■ Aim of the exercise
Keep only the lines that hold the string "parse", filtering out the rest of the entries below.

Data excerpts

= = =

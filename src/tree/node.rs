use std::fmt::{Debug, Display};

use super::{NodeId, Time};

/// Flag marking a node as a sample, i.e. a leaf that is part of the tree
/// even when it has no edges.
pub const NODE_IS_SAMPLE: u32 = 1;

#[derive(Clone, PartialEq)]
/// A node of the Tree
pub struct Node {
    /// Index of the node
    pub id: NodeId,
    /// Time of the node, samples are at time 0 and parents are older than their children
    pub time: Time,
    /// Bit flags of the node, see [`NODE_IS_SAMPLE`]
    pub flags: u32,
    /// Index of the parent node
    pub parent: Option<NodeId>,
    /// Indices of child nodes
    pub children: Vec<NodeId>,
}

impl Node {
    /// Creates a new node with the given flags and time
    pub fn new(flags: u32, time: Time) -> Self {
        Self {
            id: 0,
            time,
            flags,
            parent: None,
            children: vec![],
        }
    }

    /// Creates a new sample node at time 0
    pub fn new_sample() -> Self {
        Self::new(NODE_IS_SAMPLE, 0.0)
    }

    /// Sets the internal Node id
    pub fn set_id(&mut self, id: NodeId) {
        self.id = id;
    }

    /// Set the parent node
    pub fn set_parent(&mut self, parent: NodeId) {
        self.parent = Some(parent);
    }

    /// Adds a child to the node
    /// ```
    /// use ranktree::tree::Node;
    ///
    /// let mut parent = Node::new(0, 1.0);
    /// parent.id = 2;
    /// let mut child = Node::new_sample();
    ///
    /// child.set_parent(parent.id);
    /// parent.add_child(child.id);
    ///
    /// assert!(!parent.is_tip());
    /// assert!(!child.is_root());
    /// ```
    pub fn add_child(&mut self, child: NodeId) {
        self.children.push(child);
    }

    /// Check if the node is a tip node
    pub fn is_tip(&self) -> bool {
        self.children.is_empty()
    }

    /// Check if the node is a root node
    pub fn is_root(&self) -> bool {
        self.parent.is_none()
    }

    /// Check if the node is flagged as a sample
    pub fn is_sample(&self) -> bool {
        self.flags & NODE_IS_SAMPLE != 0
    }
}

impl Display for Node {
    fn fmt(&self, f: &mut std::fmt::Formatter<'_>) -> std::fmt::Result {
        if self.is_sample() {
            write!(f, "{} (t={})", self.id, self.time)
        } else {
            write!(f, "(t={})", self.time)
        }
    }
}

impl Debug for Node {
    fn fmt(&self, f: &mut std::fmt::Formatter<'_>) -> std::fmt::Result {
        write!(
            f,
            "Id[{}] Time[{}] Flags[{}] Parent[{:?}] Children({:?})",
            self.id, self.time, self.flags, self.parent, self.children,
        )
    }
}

= = =

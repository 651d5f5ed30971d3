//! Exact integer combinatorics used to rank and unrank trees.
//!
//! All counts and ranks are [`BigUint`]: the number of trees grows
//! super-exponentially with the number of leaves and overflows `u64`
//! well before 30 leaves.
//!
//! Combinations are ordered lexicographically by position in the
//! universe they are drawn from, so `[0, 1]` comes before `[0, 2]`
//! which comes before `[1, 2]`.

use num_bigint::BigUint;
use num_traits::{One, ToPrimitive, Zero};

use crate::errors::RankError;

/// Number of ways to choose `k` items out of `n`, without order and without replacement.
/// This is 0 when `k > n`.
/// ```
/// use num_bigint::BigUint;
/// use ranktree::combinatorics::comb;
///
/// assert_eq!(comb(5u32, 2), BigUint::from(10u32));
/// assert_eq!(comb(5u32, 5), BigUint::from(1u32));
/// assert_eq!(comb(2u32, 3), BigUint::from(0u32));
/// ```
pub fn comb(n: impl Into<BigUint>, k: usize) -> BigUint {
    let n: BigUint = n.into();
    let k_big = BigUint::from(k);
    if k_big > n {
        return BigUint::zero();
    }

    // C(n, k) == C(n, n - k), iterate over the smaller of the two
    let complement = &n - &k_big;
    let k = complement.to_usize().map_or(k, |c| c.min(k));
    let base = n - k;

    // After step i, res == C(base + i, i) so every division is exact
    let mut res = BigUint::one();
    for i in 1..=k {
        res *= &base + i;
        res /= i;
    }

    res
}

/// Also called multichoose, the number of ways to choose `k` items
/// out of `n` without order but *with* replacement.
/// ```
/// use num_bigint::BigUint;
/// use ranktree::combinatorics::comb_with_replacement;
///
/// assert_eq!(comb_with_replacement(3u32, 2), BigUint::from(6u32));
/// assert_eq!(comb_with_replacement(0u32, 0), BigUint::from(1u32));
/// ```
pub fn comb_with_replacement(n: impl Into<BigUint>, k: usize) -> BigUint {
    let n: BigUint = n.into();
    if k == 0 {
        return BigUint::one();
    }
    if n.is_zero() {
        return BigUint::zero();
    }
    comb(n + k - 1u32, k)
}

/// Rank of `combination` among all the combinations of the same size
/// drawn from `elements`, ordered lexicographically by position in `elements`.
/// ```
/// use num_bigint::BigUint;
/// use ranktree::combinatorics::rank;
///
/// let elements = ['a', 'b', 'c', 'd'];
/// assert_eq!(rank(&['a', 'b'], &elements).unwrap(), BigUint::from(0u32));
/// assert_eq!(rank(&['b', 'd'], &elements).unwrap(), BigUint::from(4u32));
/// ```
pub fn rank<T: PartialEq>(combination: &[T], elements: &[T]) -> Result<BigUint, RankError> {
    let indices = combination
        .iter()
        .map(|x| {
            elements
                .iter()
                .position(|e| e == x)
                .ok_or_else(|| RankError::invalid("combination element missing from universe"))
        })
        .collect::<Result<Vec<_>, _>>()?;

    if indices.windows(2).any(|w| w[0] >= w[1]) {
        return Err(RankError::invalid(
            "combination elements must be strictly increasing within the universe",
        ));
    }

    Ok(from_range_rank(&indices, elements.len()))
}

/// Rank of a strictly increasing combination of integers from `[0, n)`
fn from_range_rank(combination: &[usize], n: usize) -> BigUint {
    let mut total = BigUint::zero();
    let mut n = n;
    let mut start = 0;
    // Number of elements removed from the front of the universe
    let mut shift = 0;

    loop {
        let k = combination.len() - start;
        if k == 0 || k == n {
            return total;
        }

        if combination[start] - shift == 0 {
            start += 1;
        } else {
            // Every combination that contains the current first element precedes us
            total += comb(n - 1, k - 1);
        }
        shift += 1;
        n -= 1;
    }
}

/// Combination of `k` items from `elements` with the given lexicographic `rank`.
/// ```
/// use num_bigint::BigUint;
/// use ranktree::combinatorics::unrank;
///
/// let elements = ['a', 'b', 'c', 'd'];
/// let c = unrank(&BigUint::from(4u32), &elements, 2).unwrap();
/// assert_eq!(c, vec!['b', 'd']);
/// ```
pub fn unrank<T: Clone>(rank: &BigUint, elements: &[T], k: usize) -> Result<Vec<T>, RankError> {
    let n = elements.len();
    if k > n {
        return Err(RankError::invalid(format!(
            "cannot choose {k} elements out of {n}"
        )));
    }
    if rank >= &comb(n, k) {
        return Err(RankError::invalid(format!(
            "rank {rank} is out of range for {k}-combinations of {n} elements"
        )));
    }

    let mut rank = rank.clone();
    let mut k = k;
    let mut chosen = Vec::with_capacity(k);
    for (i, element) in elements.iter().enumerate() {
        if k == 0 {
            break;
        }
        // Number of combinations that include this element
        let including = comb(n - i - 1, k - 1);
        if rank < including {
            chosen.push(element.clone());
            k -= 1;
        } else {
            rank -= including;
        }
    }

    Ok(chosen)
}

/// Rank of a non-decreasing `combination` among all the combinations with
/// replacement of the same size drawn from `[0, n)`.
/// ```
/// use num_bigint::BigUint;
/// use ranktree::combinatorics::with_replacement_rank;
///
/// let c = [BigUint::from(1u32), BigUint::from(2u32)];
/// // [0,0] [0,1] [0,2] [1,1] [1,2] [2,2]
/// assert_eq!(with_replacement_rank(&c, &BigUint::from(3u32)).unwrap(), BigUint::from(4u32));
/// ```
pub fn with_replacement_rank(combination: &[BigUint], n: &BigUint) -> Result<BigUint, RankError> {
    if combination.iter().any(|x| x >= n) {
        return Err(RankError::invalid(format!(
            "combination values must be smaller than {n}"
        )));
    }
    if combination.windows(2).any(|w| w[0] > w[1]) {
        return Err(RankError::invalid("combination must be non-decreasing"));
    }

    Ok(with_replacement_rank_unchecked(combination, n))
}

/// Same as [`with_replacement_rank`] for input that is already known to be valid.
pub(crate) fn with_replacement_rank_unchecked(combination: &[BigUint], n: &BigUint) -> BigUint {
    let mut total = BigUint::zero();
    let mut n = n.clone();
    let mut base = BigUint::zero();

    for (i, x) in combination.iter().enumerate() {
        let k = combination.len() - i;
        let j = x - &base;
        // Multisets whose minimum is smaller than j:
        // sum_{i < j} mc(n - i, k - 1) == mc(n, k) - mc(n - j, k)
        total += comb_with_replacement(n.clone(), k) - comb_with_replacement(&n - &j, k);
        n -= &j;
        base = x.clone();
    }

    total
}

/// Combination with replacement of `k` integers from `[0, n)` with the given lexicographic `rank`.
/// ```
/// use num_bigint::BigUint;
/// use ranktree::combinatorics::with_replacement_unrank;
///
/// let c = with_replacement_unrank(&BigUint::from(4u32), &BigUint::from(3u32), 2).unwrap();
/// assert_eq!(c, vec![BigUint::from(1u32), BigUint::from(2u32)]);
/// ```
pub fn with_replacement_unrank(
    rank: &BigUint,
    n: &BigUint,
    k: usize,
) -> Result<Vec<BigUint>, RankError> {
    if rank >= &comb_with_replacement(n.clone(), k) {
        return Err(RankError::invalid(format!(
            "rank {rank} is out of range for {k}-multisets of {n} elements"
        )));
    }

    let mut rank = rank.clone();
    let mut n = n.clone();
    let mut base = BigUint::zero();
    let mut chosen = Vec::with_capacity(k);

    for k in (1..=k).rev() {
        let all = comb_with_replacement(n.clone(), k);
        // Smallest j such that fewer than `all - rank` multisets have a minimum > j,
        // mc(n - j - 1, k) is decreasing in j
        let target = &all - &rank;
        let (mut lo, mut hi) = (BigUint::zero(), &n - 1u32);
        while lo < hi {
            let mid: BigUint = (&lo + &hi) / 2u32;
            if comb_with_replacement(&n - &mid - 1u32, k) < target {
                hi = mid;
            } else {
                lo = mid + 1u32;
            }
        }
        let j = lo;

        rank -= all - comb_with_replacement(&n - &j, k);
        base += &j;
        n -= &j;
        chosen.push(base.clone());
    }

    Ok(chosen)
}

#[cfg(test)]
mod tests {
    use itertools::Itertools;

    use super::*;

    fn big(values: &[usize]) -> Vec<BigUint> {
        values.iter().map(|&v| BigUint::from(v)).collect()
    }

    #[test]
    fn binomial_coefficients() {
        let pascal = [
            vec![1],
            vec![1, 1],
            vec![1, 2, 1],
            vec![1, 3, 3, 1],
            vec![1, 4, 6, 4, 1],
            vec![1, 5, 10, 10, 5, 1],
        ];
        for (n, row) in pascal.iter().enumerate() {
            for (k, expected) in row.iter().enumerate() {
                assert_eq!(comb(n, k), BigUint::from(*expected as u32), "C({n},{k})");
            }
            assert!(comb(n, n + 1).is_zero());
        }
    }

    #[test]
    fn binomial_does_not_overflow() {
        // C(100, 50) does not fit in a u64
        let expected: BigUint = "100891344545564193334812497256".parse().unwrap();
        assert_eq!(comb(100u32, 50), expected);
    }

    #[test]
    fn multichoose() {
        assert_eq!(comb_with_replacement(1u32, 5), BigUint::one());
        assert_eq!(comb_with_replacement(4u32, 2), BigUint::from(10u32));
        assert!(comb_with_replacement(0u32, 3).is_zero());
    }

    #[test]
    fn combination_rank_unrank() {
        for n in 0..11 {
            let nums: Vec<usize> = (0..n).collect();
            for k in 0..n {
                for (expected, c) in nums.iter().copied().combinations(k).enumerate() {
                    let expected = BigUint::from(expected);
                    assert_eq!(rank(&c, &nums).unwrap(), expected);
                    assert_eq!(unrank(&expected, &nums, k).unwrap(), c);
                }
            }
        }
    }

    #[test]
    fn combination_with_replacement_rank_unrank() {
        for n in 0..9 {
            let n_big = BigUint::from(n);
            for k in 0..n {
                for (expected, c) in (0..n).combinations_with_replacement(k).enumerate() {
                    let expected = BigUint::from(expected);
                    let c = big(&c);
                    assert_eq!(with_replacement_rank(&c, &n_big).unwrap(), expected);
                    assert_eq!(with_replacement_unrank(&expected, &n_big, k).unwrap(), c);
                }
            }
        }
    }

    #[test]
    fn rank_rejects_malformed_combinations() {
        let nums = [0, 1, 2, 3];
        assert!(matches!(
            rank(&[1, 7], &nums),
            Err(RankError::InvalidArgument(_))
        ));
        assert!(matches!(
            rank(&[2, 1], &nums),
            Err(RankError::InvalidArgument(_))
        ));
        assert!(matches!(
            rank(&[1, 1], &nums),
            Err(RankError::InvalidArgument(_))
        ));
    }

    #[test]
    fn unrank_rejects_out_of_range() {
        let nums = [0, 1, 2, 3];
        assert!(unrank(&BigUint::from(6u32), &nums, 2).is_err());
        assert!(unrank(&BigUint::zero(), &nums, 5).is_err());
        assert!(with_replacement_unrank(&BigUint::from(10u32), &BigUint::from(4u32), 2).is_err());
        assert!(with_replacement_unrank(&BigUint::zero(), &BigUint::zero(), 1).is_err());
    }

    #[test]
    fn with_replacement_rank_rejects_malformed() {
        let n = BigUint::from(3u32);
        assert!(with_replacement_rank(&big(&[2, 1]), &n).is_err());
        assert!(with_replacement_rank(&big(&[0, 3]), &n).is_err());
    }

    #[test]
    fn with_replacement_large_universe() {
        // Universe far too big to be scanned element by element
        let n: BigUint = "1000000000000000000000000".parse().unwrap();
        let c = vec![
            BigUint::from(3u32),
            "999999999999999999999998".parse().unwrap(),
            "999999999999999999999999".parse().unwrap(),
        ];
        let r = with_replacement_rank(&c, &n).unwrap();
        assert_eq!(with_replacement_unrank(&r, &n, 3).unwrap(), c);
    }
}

= = =

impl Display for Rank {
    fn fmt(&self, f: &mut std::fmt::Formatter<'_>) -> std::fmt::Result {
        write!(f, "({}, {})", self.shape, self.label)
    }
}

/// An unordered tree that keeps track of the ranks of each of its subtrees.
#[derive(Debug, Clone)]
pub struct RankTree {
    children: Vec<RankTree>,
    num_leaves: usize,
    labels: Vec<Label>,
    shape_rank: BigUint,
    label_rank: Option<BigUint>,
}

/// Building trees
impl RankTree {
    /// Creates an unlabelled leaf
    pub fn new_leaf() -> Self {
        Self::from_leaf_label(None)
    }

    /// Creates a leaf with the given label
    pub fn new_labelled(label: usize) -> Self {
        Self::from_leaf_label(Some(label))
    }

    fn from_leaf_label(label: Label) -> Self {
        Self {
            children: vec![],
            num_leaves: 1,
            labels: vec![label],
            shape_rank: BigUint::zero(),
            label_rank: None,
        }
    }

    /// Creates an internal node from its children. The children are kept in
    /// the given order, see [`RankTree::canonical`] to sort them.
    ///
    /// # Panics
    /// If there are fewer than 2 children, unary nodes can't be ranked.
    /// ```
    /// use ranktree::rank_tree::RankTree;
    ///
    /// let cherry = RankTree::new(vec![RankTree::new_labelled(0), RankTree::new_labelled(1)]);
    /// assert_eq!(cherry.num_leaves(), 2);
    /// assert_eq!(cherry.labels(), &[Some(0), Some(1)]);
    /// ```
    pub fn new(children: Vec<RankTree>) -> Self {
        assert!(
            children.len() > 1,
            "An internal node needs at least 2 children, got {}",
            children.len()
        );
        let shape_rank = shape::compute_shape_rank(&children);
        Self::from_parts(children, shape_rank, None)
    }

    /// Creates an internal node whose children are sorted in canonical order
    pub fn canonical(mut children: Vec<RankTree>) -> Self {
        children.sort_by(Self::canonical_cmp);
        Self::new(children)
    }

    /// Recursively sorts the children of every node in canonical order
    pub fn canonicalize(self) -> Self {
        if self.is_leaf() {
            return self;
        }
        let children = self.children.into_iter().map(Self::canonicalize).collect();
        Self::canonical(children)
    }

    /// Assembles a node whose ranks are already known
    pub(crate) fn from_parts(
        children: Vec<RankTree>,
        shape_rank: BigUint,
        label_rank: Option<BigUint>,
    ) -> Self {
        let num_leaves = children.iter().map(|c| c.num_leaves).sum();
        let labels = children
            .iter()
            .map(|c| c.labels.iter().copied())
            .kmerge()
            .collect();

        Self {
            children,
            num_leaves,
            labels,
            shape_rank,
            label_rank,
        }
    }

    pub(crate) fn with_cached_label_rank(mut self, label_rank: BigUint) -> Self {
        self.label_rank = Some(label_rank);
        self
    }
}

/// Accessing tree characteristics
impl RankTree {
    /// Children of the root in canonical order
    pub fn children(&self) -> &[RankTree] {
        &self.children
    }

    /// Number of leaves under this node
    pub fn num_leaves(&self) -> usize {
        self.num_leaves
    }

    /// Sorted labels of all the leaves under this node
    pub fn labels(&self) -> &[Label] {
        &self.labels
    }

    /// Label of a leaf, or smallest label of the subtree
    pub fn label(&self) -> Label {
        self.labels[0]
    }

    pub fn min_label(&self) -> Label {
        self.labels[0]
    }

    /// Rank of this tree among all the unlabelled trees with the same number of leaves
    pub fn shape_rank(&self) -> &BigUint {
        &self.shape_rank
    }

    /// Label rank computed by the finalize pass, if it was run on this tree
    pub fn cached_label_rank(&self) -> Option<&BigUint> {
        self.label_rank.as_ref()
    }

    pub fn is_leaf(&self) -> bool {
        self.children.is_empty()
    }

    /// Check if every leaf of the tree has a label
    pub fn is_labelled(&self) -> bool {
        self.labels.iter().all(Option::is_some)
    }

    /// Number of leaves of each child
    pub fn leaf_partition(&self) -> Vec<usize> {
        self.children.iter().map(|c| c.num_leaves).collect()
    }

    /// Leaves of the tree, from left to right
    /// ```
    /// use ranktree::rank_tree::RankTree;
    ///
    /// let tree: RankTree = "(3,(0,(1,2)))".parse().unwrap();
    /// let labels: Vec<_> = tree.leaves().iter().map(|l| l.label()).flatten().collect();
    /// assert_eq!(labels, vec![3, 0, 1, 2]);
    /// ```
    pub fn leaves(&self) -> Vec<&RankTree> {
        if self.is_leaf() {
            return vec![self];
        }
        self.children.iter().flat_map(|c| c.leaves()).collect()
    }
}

= = =

■ Response box
        let expected: BigUint = "100891344545564193334812497256".parse().unwrap();
        let n: BigUint = "1000000000000000000000000".parse().unwrap();
            "999999999999999999999998".parse().unwrap(),
            "999999999999999999999999".parse().unwrap(),
    /// let tree: RankTree = "(3,(0,(1,2)))".parse().unwrap();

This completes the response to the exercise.